Meski merepresentasikan kebudayaan masyarakat Timur Tengah dan India dengan baik, Sumeru masih mendapatkan beberapa catatan kritis. Mengutio Caitlyn Ng Man Chuen dalam artikel Genshin Impact: Why the Latest Update’s Cultural Representation Falls Short, warna kulit para karakter tidak “memiliki warna kulit yang lebih gelap.” Nahida, sebagai dewa pelindung (archon)Sumeru, digambarkan sebagai dewi bertubuh kecil dengan warna kulit terang dan putih. Bahkan, Candace, karakter lain di Sumeru yang memiliki warna kulit gelap, dianggap “kurang gelap” menurut Chuen.

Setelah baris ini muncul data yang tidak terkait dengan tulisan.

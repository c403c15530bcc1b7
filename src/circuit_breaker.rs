//! Component C: a three-state circuit breaker, one per provider
//! (spec.md §4.3).
//!
//! This has no direct analogue in the teacher crate — `prompt-scaler`
//! retries transient failures (see [`crate::retry`]) but never gives up
//! on a provider for a cooldown period. The state machine below is new,
//! but it follows the same "monotonic clock, plain struct, no hidden
//! global state" style the teacher uses for [`crate::rate_limit`].

use std::time::{Duration, Instant};

use crate::prelude::*;

/// The three breaker states from spec.md §4.3.
#[derive(Debug, Clone, Copy, PartialEq, Eq, Serialize, Deserialize)]
#[serde(rename_all = "snake_case")]
pub enum CircuitState {
    Closed,
    Open,
    HalfOpen,
}

/// Whether a call was allowed to proceed past the breaker.
#[derive(Debug, Clone, Copy, PartialEq, Eq)]
pub enum Allow {
    Allowed,
    Rejected,
}

/// Per-provider breaker state (spec.md §3, §4.3).
#[derive(Debug, Clone)]
pub struct CircuitBreaker {
    state: CircuitState,
    consecutive_failures: u32,
    last_failure: Option<Instant>,
    threshold: u32,
    recovery_timeout: Duration,
}

impl CircuitBreaker {
    /// Defaults per spec.md §6: `threshold = 3`, `recovery_timeout = 30s`.
    pub fn new() -> Self {
        Self::with_params(3, Duration::from_millis(30_000))
    }

    pub fn with_params(threshold: u32, recovery_timeout: Duration) -> Self {
        Self {
            state: CircuitState::Closed,
            consecutive_failures: 0,
            last_failure: None,
            threshold,
            recovery_timeout,
        }
    }

    pub fn state(&self) -> CircuitState {
        self.state
    }

    pub fn consecutive_failures(&self) -> u32 {
        self.consecutive_failures
    }

    /// Check whether a call is currently allowed. In the `open` state,
    /// this may transition the breaker to `half_open` (spec.md §4.3,
    /// row "open, allow check, recovery elapsed").
    pub fn allow(&mut self) -> Allow {
        match self.state {
            CircuitState::Closed | CircuitState::HalfOpen => Allow::Allowed,
            CircuitState::Open => {
                let elapsed = self
                    .last_failure
                    .map(|t| t.elapsed())
                    .unwrap_or(Duration::MAX);
                if elapsed >= self.recovery_timeout {
                    self.transition_to(CircuitState::HalfOpen);
                    Allow::Allowed
                } else {
                    Allow::Rejected
                }
            }
        }
    }

    /// Record a successful call (spec.md §4.3).
    pub fn record_success(&mut self) {
        match self.state {
            CircuitState::Closed => {
                self.consecutive_failures = 0;
            }
            CircuitState::HalfOpen => {
                self.consecutive_failures = 0;
                self.transition_to(CircuitState::Closed);
            }
            CircuitState::Open => {
                // A success can't be observed while open; callers always
                // check `allow()` first. Treat defensively as closed.
                self.consecutive_failures = 0;
                self.transition_to(CircuitState::Closed);
            }
        }
    }

    /// Record a failed call (spec.md §4.3).
    pub fn record_failure(&mut self) {
        self.last_failure = Some(Instant::now());
        match self.state {
            CircuitState::Closed => {
                self.consecutive_failures += 1;
                if self.consecutive_failures >= self.threshold {
                    self.transition_to(CircuitState::Open);
                }
            }
            CircuitState::HalfOpen => {
                self.transition_to(CircuitState::Open);
            }
            CircuitState::Open => {
                // Already open; stays open, failure count isn't meaningful.
            }
        }
    }

    fn transition_to(&mut self, to: CircuitState) {
        if to != self.state {
            warn!(from = ?self.state, to = ?to, "circuit breaker transition");
            self.state = to;
        }
    }
}

impl Default for CircuitBreaker {
    fn default() -> Self {
        Self::new()
    }
}

#[cfg(test)]
mod tests {
    use super::*;

    #[test]
    fn test_closed_success_resets_failures() {
        let mut cb = CircuitBreaker::with_params(3, Duration::from_millis(1));
        cb.record_failure();
        cb.record_failure();
        assert_eq!(cb.consecutive_failures(), 2);
        cb.record_success();
        assert_eq!(cb.consecutive_failures(), 0);
        assert_eq!(cb.state(), CircuitState::Closed);
    }

    #[test]
    fn test_opens_at_threshold() {
        let mut cb = CircuitBreaker::with_params(3, Duration::from_millis(30_000));
        cb.record_failure();
        assert_eq!(cb.state(), CircuitState::Closed);
        cb.record_failure();
        assert_eq!(cb.state(), CircuitState::Closed);
        cb.record_failure();
        assert_eq!(cb.state(), CircuitState::Open);
    }

    #[test]
    fn test_open_rejects_until_recovery_timeout() {
        let mut cb = CircuitBreaker::with_params(1, Duration::from_millis(30));
        cb.record_failure();
        assert_eq!(cb.state(), CircuitState::Open);
        assert_eq!(cb.allow(), Allow::Rejected);
        std::thread::sleep(Duration::from_millis(50));
        assert_eq!(cb.allow(), Allow::Allowed);
        assert_eq!(cb.state(), CircuitState::HalfOpen);
    }

    #[test]
    fn test_half_open_success_closes() {
        let mut cb = CircuitBreaker::with_params(1, Duration::from_millis(1));
        cb.record_failure();
        std::thread::sleep(Duration::from_millis(5));
        assert_eq!(cb.allow(), Allow::Allowed);
        assert_eq!(cb.state(), CircuitState::HalfOpen);
        cb.record_success();
        assert_eq!(cb.state(), CircuitState::Closed);
    }

    #[test]
    fn test_half_open_failure_reopens() {
        let mut cb = CircuitBreaker::with_params(1, Duration::from_millis(1));
        cb.record_failure();
        std::thread::sleep(Duration::from_millis(5));
        assert_eq!(cb.allow(), Allow::Allowed);
        assert_eq!(cb.state(), CircuitState::HalfOpen);
        cb.record_failure();
        assert_eq!(cb.state(), CircuitState::Open);
    }
}
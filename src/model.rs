//! Core data model (spec.md §3).
//!
//! All timestamps are UTC. All ids are the opaque 128-bit identifiers in
//! [`crate::ids`].

use chrono::{DateTime, Utc};
use serde::{Deserialize, Serialize};

use crate::{
    error::ProviderError,
    ids::{RunId, ThreadId},
};

/// The closed set of providers this market knows how to call.
///
/// Per spec.md §9, the provider enumeration is a closed tagged variant,
/// not a dynamically-extensible registry — adding a provider means
/// adding a variant and an adapter, not registering a string at runtime.
#[derive(Debug, Clone, Copy, PartialEq, Eq, PartialOrd, Ord, Hash, Serialize, Deserialize)]
#[serde(rename_all = "snake_case")]
pub enum ProviderTag {
    OpenAi,
    Anthropic,
    Gemini,
}

impl ProviderTag {
    /// All known provider tags, in a stable order.
    pub const ALL: [ProviderTag; 3] =
        [ProviderTag::OpenAi, ProviderTag::Anthropic, ProviderTag::Gemini];

    /// The tag as a short lowercase string, used in logs and as a
    /// persistence key.
    pub fn as_str(self) -> &'static str {
        match self {
            ProviderTag::OpenAi => "openai",
            ProviderTag::Anthropic => "anthropic",
            ProviderTag::Gemini => "gemini",
        }
    }
}

impl std::fmt::Display for ProviderTag {
    fn fmt(&self, f: &mut std::fmt::Formatter<'_>) -> std::fmt::Result {
        f.write_str(self.as_str())
    }
}

/// A persistent association between an external chat and its arbiter
/// override. Mutated only by the chat collaborator (out of scope here);
/// the market engine only reads the override fields.
#[derive(Debug, Clone, Serialize, Deserialize)]
pub struct Thread {
    pub id: ThreadId,
    pub chat_id: i64,
    /// Chat-scoped override of the default arbiter, if the operator set
    /// one for this conversation.
    pub arbiter_override: Option<ArbiterSpec>,
    pub created_at: DateTime<Utc>,
}

/// Which provider + model to use as the arbiter ("Dredd").
#[derive(Debug, Clone, PartialEq, Eq, Serialize, Deserialize)]
pub struct ArbiterSpec {
    pub provider: ProviderTag,
    pub model: String,
}

impl ArbiterSpec {
    pub fn new(provider: ProviderTag, model: impl Into<String>) -> Self {
        Self {
            provider,
            model: model.into(),
        }
    }
}

/// The lifecycle status of a [`Run`]. Transitions from `InProgress` to a
/// terminal status exactly once (spec.md invariant 3).
#[derive(Debug, Clone, Copy, PartialEq, Eq, Serialize, Deserialize)]
#[serde(rename_all = "snake_case")]
pub enum RunStatus {
    Pending,
    InProgress,
    Completed,
    Failed,
    Cancelled,
}

impl RunStatus {
    /// Is this a terminal status?
    pub fn is_terminal(self) -> bool {
        matches!(
            self,
            RunStatus::Completed | RunStatus::Failed | RunStatus::Cancelled
        )
    }
}

/// One execution of the market for one question.
#[derive(Debug, Clone, Serialize, Deserialize)]
pub struct Run {
    pub id: RunId,
    pub thread_id: ThreadId,
    pub question: String,
    pub status: RunStatus,
    pub rounds_completed: u32,
    pub convergence_achieved: bool,
    pub total_latency_ms: u64,
    pub total_cost_usd: f64,
    pub created_at: DateTime<Utc>,
    pub completed_at: Option<DateTime<Utc>>,
}

impl Run {
    /// Start a new, in-progress run for `question`.
    pub fn start(thread_id: ThreadId, question: impl Into<String>) -> Self {
        Self {
            id: RunId::new(),
            thread_id,
            question: question.into(),
            status: RunStatus::InProgress,
            rounds_completed: 0,
            convergence_achieved: false,
            total_latency_ms: 0,
            total_cost_usd: 0.0,
            created_at: Utc::now(),
            completed_at: None,
        }
    }
}

/// The outcome of one provider call, as classified by spec.md §4.1.
#[derive(Debug, Clone, Copy, PartialEq, Eq, Serialize, Deserialize)]
#[serde(rename_all = "snake_case")]
pub enum AnswerStatus {
    Ok,
    Error,
    Timeout,
    ParseError,
}

/// Token and cost accounting for one provider call.
#[derive(Debug, Clone, Default, Serialize, Deserialize)]
pub struct Usage {
    pub input_tokens: u64,
    pub output_tokens: u64,
    pub total_tokens: u64,
    pub cost_usd: Option<f64>,
}

/// A citation a provider attached to a claim.
#[derive(Debug, Clone, Serialize, Deserialize)]
pub struct Citation {
    pub title: Option<String>,
    pub url: Option<String>,
}

/// One normalized response from one provider in one round
/// (spec.md §3, `ProviderAnswer`).
#[derive(Debug, Clone, Serialize, Deserialize)]
pub struct ProviderAnswer {
    pub run_id: RunId,
    pub round: u32,
    pub provider: ProviderTag,
    pub model: String,
    pub status: AnswerStatus,
    pub answer: Option<String>,
    pub confidence: Option<f64>,
    pub key_claims: Option<Vec<String>>,
    pub assumptions: Option<Vec<String>>,
    pub citations: Option<Vec<Citation>>,
    pub usage: Usage,
    pub latency_ms: u64,
    pub error: Option<ProviderError>,
    /// Only populated when `debug_mode` is enabled (spec.md §3).
    pub raw_response: Option<String>,
}

impl ProviderAnswer {
    /// Is this one of the statuses the coordinator treats as
    /// "successful" for convergence/persistence purposes (spec.md §4.7
    /// step 5)?
    pub fn is_successful(&self) -> bool {
        matches!(self.status, AnswerStatus::Ok | AnswerStatus::ParseError)
    }
}

/// One side of a disagreement, as surfaced to the next round's prompt and
/// to the arbiter's conflict table.
#[derive(Debug, Clone, Serialize, Deserialize)]
pub struct ConflictClaim {
    pub provider: ProviderTag,
    pub claim: String,
}

/// The resolution status of one arbiter conflict entry.
#[derive(Debug, Clone, Copy, PartialEq, Eq, Serialize, Deserialize)]
#[serde(rename_all = "SCREAMING_SNAKE_CASE")]
pub enum ConflictStatus {
    Resolved,
    Unresolved,
}

/// One disputed topic in the arbiter's synthesis.
#[derive(Debug, Clone, Serialize, Deserialize)]
pub struct Conflict {
    pub topic: String,
    pub claims: Vec<ConflictClaim>,
    pub resolution: String,
    pub status: ConflictStatus,
    pub confidence: f64,
}

/// One row of the arbiter's fact table.
#[derive(Debug, Clone, Serialize, Deserialize)]
pub struct FactTableEntry {
    pub claim: String,
    pub support: Vec<ProviderTag>,
    pub confidence: f64,
}

/// One synthesis per run, unique by run id (spec.md invariant 1).
#[derive(Debug, Clone, Serialize, Deserialize)]
pub struct ArbiterOutput {
    pub run_id: RunId,
    pub arbiter: ArbiterSpec,
    pub final_answer: Option<String>,
    pub agreements: Vec<String>,
    pub conflicts: Vec<Conflict>,
    pub fact_table: Vec<FactTableEntry>,
    pub next_questions: Vec<String>,
    pub overall_confidence: Option<f64>,
    pub arbiter_failed: bool,
    pub latency_ms: u64,
    pub cost_usd: Option<f64>,
}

Dalam beberapa kasus, Sumeru dianggap mengekalkan stereotip kebudayaan tertentu oleh media budaya populer. Menurut Rui Zhong dalam artikel As it adds new regions, Genshin Impact’s politics only get messier, representasi kebudayaan yang dilakukan Genshin Impact terjebak dalam stereotip. Masyarakat Sumeru, yang berkulit terang, digambarkan sebagai masyarakat yang terdidik dan beradab. Di sisi lain, Candace dan Dehya, anggota suku nomaden yang berkulit gelap, dianggap sebagai “kelompok yang melakukan apa saja demi uang.” Penggambaran tersebut serupa dengan stereotip barbarian, memisahkan antara “beradab” (civilized) dan “liar” (savage).

Haruskah Natlan Menjadi Lebih Hitam?

Melihat bagaimana representasi kebudayaan dalam gim Genshin Impact, haruskan karakter dalam negara Natlah digambarkan dengan warna kulit yang lebih gelap untuk mewujudkan representasi budaya?

Menjawab pertanyaan di atas, dapat dikatakan bahwa representasi kebudayaan tidak melulu terkait dengan penggambaran warna kulit lebih gelap. Mengutip Bianca Vivian Brooks dalam artikel Representation Is More Than Skin Color, penggambaran karakter dengan warna kulit lebih gelap tidak berarti akan menciptakan representasi kebudayaan. Jika masyarakat yang direpresentasikan dalam sebuah seni, termasuk produk budaya populer, tidak merasakan kehadiran mereka di dalamnya, itu bukanlah sebuah representasi.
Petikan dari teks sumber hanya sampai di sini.